Collected data entries:
= = = = = = =
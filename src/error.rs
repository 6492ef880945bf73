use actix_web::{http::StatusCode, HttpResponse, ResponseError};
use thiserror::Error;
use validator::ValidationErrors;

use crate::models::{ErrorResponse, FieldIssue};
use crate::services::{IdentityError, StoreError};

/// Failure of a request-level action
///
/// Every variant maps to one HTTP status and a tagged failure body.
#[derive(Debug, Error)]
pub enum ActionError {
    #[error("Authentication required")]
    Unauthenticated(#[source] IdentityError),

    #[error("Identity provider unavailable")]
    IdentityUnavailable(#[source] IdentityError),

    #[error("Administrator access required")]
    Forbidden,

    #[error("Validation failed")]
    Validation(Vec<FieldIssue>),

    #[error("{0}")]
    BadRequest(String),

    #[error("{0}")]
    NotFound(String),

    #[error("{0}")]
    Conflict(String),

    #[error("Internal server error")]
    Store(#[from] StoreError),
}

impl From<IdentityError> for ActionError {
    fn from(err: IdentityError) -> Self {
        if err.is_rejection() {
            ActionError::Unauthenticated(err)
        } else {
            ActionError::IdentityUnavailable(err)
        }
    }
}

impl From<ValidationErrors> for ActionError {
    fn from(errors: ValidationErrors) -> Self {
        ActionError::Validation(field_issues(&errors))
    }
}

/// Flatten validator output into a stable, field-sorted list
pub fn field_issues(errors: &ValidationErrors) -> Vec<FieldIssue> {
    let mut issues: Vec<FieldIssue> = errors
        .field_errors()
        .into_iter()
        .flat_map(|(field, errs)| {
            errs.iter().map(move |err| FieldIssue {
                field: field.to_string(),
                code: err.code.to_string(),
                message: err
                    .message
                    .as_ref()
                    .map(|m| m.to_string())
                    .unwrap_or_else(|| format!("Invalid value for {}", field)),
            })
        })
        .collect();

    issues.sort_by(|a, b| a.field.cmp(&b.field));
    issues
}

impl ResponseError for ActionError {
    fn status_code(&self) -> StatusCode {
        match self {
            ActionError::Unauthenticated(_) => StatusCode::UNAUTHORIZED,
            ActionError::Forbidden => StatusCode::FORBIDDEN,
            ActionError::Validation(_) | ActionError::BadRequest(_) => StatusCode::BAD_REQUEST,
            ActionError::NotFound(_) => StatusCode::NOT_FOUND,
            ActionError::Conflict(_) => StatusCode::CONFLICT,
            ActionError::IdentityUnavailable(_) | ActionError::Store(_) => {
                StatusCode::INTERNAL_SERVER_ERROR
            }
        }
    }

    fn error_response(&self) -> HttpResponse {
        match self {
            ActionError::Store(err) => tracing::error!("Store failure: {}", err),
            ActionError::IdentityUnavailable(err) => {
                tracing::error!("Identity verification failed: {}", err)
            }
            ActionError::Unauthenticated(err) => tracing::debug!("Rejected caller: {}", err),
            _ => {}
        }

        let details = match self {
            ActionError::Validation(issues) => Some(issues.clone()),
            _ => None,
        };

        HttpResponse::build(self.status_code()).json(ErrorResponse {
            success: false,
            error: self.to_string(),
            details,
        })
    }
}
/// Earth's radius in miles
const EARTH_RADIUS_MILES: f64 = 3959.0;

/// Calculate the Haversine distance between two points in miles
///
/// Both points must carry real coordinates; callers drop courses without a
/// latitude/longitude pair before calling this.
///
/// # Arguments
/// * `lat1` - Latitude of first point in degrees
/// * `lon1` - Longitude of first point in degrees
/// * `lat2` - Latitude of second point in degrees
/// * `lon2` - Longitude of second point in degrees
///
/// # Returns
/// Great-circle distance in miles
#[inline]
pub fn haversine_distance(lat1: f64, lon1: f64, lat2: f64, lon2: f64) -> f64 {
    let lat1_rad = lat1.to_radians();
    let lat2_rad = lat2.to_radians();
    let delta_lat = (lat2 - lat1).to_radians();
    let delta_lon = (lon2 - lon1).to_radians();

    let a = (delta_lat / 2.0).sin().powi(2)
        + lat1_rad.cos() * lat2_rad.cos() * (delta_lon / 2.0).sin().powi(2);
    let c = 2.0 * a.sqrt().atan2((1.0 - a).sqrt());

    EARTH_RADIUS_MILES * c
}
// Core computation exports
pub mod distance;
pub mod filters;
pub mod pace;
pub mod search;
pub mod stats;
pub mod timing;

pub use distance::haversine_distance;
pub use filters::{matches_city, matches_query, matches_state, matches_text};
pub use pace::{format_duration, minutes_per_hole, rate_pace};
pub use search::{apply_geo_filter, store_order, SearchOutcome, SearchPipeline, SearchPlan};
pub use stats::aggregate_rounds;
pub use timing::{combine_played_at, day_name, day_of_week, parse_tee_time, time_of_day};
= = = = = = =
:: What is expected ::
Find every line of the data that includes the string "failed". Copy each of those lines.

:: Solution for this problem ::
    #[error("Validation failed")]
                tracing::error!("Identity verification failed: {}", err)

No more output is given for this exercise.